The Road to Wellville
My Victorian grandmother was a firm believer in the power of the enema, or make that enemas, without which she couldn’t navigate her days. I always wondered why her daughter (my mom) crunched religiously on Grape Nuts each and every day. Years later, I think I’ve discovered the answer in T.C. Boyle’s The Road to Wellville. Seems that in the long long ago, pamphlets by that name were tucked into each and every box of Grape Nuts.
Bear with me. The urge to purge is nothing new. Why only yesterday, a friend of mine was moaning that prior to his colonoscopy he was prescribed commodious quantities of laxatives designed to give the physicians a clear shot at his innards. And readers, you have only to flip on the tube to discover at least one channel where an oily looking pitchman (reminds me of a rat) claims the road to health is hi, ho, through ridding oneself of toxins.
What goes in must come out. Or so sayeth gurus of the cleansing kind. Move on, Metamucil.

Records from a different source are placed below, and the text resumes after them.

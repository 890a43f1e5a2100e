//! Subscription-state reconciler
//!
//! Applies verified billing notifications to `users.is_subscribed`.
//!
//! Each event id is claimed in `billing_events` inside the same transaction
//! as the state write, so a redelivered event is a no-op. Each user carries
//! the event time of the last applied change; older events are stale. At an
//! equal event time an unsubscribe still applies while an activation does
//! not override a deletion.

use chrono::Utc;
use chronicle_common::api::verify_signature;
use serde::Deserialize;
use serde_json::Value;
use sqlx::SqlitePool;
use tracing::{debug, info, warn};

use crate::db;
use crate::error::{ApiError, ApiResult};

pub const SUBSCRIPTION_CREATED: &str = "customer.subscription.created";
pub const SUBSCRIPTION_UPDATED: &str = "customer.subscription.updated";
pub const SUBSCRIPTION_DELETED: &str = "customer.subscription.deleted";

/// Billing status that grants entitlement
pub const ACTIVE_STATUS: &str = "active";

/// Billing notification envelope
#[derive(Debug, Clone, Deserialize)]
pub struct BillingEvent {
    pub id: String,
    #[serde(rename = "type")]
    pub event_type: String,
    /// Event creation time, unix seconds
    pub created: i64,
    pub data: EventData,
}

#[derive(Debug, Clone, Deserialize)]
pub struct EventData {
    pub object: Value,
}

#[derive(Debug, Clone, Copy, PartialEq, Eq)]
pub enum SubscriptionState {
    Subscribed,
    Unsubscribed,
}

impl SubscriptionState {
    pub fn is_subscribed(self) -> bool {
        matches!(self, SubscriptionState::Subscribed)
    }
}

/// State change an event asks for, plus the raw status to record
#[derive(Debug, Clone, PartialEq, Eq)]
pub struct Transition {
    pub state: SubscriptionState,
    pub status: String,
}

#[derive(Debug, Clone, Copy, PartialEq, Eq)]
pub enum ReconcileOutcome {
    Applied(SubscriptionState),
    /// Event id seen before
    Duplicate,
    /// Older than the user's watermark
    Stale,
    UnknownUser,
    /// Event type or payload not relevant to entitlement
    Ignored,
}

impl ReconcileOutcome {
    pub fn as_str(&self) -> &'static str {
        match self {
            ReconcileOutcome::Applied(SubscriptionState::Subscribed) => "subscribed",
            ReconcileOutcome::Applied(SubscriptionState::Unsubscribed) => "unsubscribed",
            ReconcileOutcome::Duplicate => "duplicate",
            ReconcileOutcome::Stale => "stale",
            ReconcileOutcome::UnknownUser => "unknown_user",
            ReconcileOutcome::Ignored => "ignored",
        }
    }
}

/// Map an event to the state it requests; `None` for unrelated types
pub fn target_state(event: &BillingEvent) -> Option<Transition> {
    match event.event_type.as_str() {
        SUBSCRIPTION_CREATED | SUBSCRIPTION_UPDATED => {
            let status = event
                .data
                .object
                .get("status")
                .and_then(Value::as_str)
                .unwrap_or_default()
                .to_string();
            let state = if status == ACTIVE_STATUS {
                SubscriptionState::Subscribed
            } else {
                SubscriptionState::Unsubscribed
            };
            Some(Transition { state, status })
        }
        SUBSCRIPTION_DELETED => Some(Transition {
            state: SubscriptionState::Unsubscribed,
            status: db::users::DELETED_STATUS.to_string(),
        }),
        _ => None,
    }
}

/// `metadata.userId` of the event object, as a string or a number
pub fn user_id_of(object: &Value) -> Option<i64> {
    match object.get("metadata")?.get("userId")? {
        Value::String(raw) => raw.trim().parse().ok(),
        Value::Number(number) => number.as_i64(),
        _ => None,
    }
}

/// Authenticate a raw webhook body and parse it
///
/// Nothing is read from or written to the store here.
pub fn verify_event(
    payload: &[u8],
    signature_header: Option<&str>,
    secret: Option<&str>,
    tolerance_secs: i64,
    now: i64,
) -> ApiResult<BillingEvent> {
    let (Some(header), Some(secret)) = (signature_header, secret) else {
        return Err(ApiError::InvalidSignature(
            "Missing signature or webhook secret".to_string(),
        ));
    };

    verify_signature(payload, header, secret, tolerance_secs, now)?;

    serde_json::from_slice(payload)
        .map_err(|e| ApiError::validation("body", format!("Malformed billing event: {}", e)))
}

/// Apply one verified event
pub async fn reconcile(pool: &SqlitePool, event: &BillingEvent) -> ApiResult<ReconcileOutcome> {
    let transition = target_state(event);
    let user_id = user_id_of(&event.data.object);

    let mut tx = pool.begin().await?;

    let claimed = db::billing_events::claim_event(
        &mut *tx,
        &event.id,
        &event.event_type,
        user_id,
        Utc::now(),
    )
    .await?;
    if !claimed {
        debug!(event_id = %event.id, "Billing event already processed");
        return Ok(ReconcileOutcome::Duplicate);
    }

    let outcome = match (transition, user_id) {
        (None, _) => {
            debug!(event_id = %event.id, event_type = %event.event_type, "Ignoring billing event type");
            ReconcileOutcome::Ignored
        }
        (Some(_), None) => {
            warn!(event_id = %event.id, "Billing event without a usable metadata.userId");
            ReconcileOutcome::Ignored
        }
        (Some(transition), Some(user_id)) => {
            if !db::users::exists(&mut *tx, user_id).await? {
                warn!(event_id = %event.id, user_id, "Billing event for unknown user");
                ReconcileOutcome::UnknownUser
            } else {
                let changed = db::users::apply_subscription_state(
                    &mut *tx,
                    user_id,
                    transition.state.is_subscribed(),
                    &transition.status,
                    event.created,
                )
                .await?;
                if changed == 1 {
                    ReconcileOutcome::Applied(transition.state)
                } else {
                    ReconcileOutcome::Stale
                }
            }
        }
    };

    db::billing_events::set_outcome(&mut *tx, &event.id, outcome.as_str()).await?;
    tx.commit().await?;

    info!(
        event_id = %event.id,
        event_type = %event.event_type,
        outcome = outcome.as_str(),
        "Reconciled billing event"
    );

    Ok(outcome)
}
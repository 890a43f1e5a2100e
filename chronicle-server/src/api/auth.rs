//! Registration, login, logout and current-user endpoints

use axum::{
    body::Bytes,
    extract::State,
    http::{header, StatusCode},
    response::{IntoResponse, Response},
    Extension, Json,
};
use chronicle_common::db::User;
use serde_json::json;

use super::parse_json;
use super::session::{clear_session_cookie, session_cookie};
use crate::context::RequestContext;
use crate::error::ApiResult;
use crate::services::accounts::{self, Credentials};
use crate::AppState;

/// POST /api/register
pub async fn register(State(state): State<AppState>, body: Bytes) -> ApiResult<Response> {
    let credentials: Credentials = parse_json(&body)?;
    let (user, session) = accounts::register(&state.db, &state.settings, credentials).await?;

    let cookie = session_cookie(
        &session.token,
        state.settings.session_ttl,
        state.settings.secure_cookie,
    );
    Ok((StatusCode::CREATED, [(header::SET_COOKIE, cookie)], Json(user)).into_response())
}

/// POST /api/login
pub async fn login(State(state): State<AppState>, body: Bytes) -> ApiResult<Response> {
    let credentials: Credentials = parse_json(&body)?;
    let (user, session) = accounts::login(&state.db, &state.settings, credentials).await?;

    let cookie = session_cookie(
        &session.token,
        state.settings.session_ttl,
        state.settings.secure_cookie,
    );
    Ok(([(header::SET_COOKIE, cookie)], Json(user)).into_response())
}

/// POST /api/logout
pub async fn logout(
    State(state): State<AppState>,
    Extension(context): Extension<RequestContext>,
) -> ApiResult<Response> {
    accounts::logout(&state.db, context.session_token()).await?;

    let cookie = clear_session_cookie(state.settings.secure_cookie);
    Ok(([(header::SET_COOKIE, cookie)], Json(json!({ "success": true }))).into_response())
}

/// GET /api/user
pub async fn current_user(Extension(context): Extension<RequestContext>) -> ApiResult<Json<User>> {
    Ok(Json(context.require_user()?.clone()))
}
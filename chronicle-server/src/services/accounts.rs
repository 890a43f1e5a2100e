//! Registration, login and logout

use chrono::Utc;
use chronicle_common::db::{Session, User};
use serde::Deserialize;
use sqlx::SqlitePool;
use tracing::{debug, info};

use super::password;
use crate::db;
use crate::error::{ApiError, ApiResult};
use crate::settings::ServerSettings;

pub const MIN_USERNAME_LEN: usize = 3;
pub const MAX_USERNAME_LEN: usize = 64;
pub const MIN_PASSWORD_LEN: usize = 8;

#[derive(Debug, Clone, Deserialize)]
pub struct Credentials {
    pub username: String,
    pub password: String,
}

impl Credentials {
    /// Registration rules; login skips them so old accounts still work
    pub fn validate_new(&self) -> ApiResult<()> {
        let username = self.username.trim();
        if username.len() < MIN_USERNAME_LEN || username.len() > MAX_USERNAME_LEN {
            return Err(ApiError::validation(
                "username",
                format!(
                    "Username must be {} to {} characters",
                    MIN_USERNAME_LEN, MAX_USERNAME_LEN
                ),
            ));
        }
        if username != self.username {
            return Err(ApiError::validation(
                "username",
                "Username must not start or end with whitespace",
            ));
        }
        if self.password.chars().count() < MIN_PASSWORD_LEN {
            return Err(ApiError::validation(
                "password",
                format!("Password must be at least {} characters", MIN_PASSWORD_LEN),
            ));
        }
        Ok(())
    }
}

/// Create an account and open its first session
pub async fn register(
    pool: &SqlitePool,
    settings: &ServerSettings,
    credentials: Credentials,
) -> ApiResult<(User, Session)> {
    credentials.validate_new()?;

    let hash = password::hash_password_async(credentials.password).await?;
    let now = Utc::now();

    let user = db::users::create_user(pool, &credentials.username, &hash, now)
        .await?
        .ok_or_else(|| ApiError::Conflict("Username already exists".to_string()))?;

    let session = db::sessions::create_session(pool, user.id, settings.session_ttl, now).await?;
    info!(user_id = user.id, username = %user.username, "Registered user");

    Ok((user, session))
}

/// Verify credentials and open a session
pub async fn login(
    pool: &SqlitePool,
    settings: &ServerSettings,
    credentials: Credentials,
) -> ApiResult<(User, Session)> {
    let Some(user) = db::users::find_by_username(pool, &credentials.username).await? else {
        debug!(username = %credentials.username, "Login for unknown username");
        return Err(ApiError::InvalidCredentials);
    };

    let valid =
        password::verify_password_async(credentials.password, user.password_hash.clone()).await?;
    if !valid {
        debug!(user_id = user.id, "Login with wrong password");
        return Err(ApiError::InvalidCredentials);
    }

    let session =
        db::sessions::create_session(pool, user.id, settings.session_ttl, Utc::now()).await?;
    info!(user_id = user.id, "User logged in");

    Ok((user, session))
}

/// End a session; unknown tokens are ignored
pub async fn logout(pool: &SqlitePool, token: Option<&str>) -> ApiResult<()> {
    if let Some(token) = token {
        db::sessions::delete_session(pool, token).await?;
    }
    Ok(())
}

Then I hit The Road to Wellville, a fictionalized romp about the late Victorian mania for total wellness. If you had bucks, the Battle Creek sanitarium run by Dr. John Harvey Kellogg was where you headed. For a price, this inventor of the corn flake and peanut butter and some seventy-five other gastronomically correct foods would unload not only your colon, but your bank account as well. For example, there’s Nurse Graves (shades of Nurse Ratchet in One Flew Over the Cuckoo’s Nest), who administers five daily enemas and a whole lot more to one Will Lightbody, while his wife takes a sexier cure under the practiced hands and knowing thumb of her personal physician (who perfects the massage mania by practicing on the wombs of randy ladies).
The cast of characters is oftimes Dickensian and as I read and laughed out loud, I realized that my three favorite authors, John Irving, Oates, and add to that, T.C. Boyle, all ground through the Iowa Writers’ School in Iowa City.
There’s nothing like a fabulously entertaining writer who knows how to keep things moving. Here’s an excerpt.
Doctor: This is a prescription sir…it’s perfectly indigestible. Like eating a broom, but that broom will sweep you clean, Mr. Lightbody….sweep you clean.
Will Lightbody: The milk diet?
Doctor: Oh yes, I’m sorry. The yogurt, for the most part, will be entering you from the posterior end, in a sort of two-pronged assault, as it were.
I’m a dedicated reader and may I say that the wrap-up in Wellville is the finest I’ve ever read, and that includes the end zone in John Irving’s A Prayer for Owen Meany.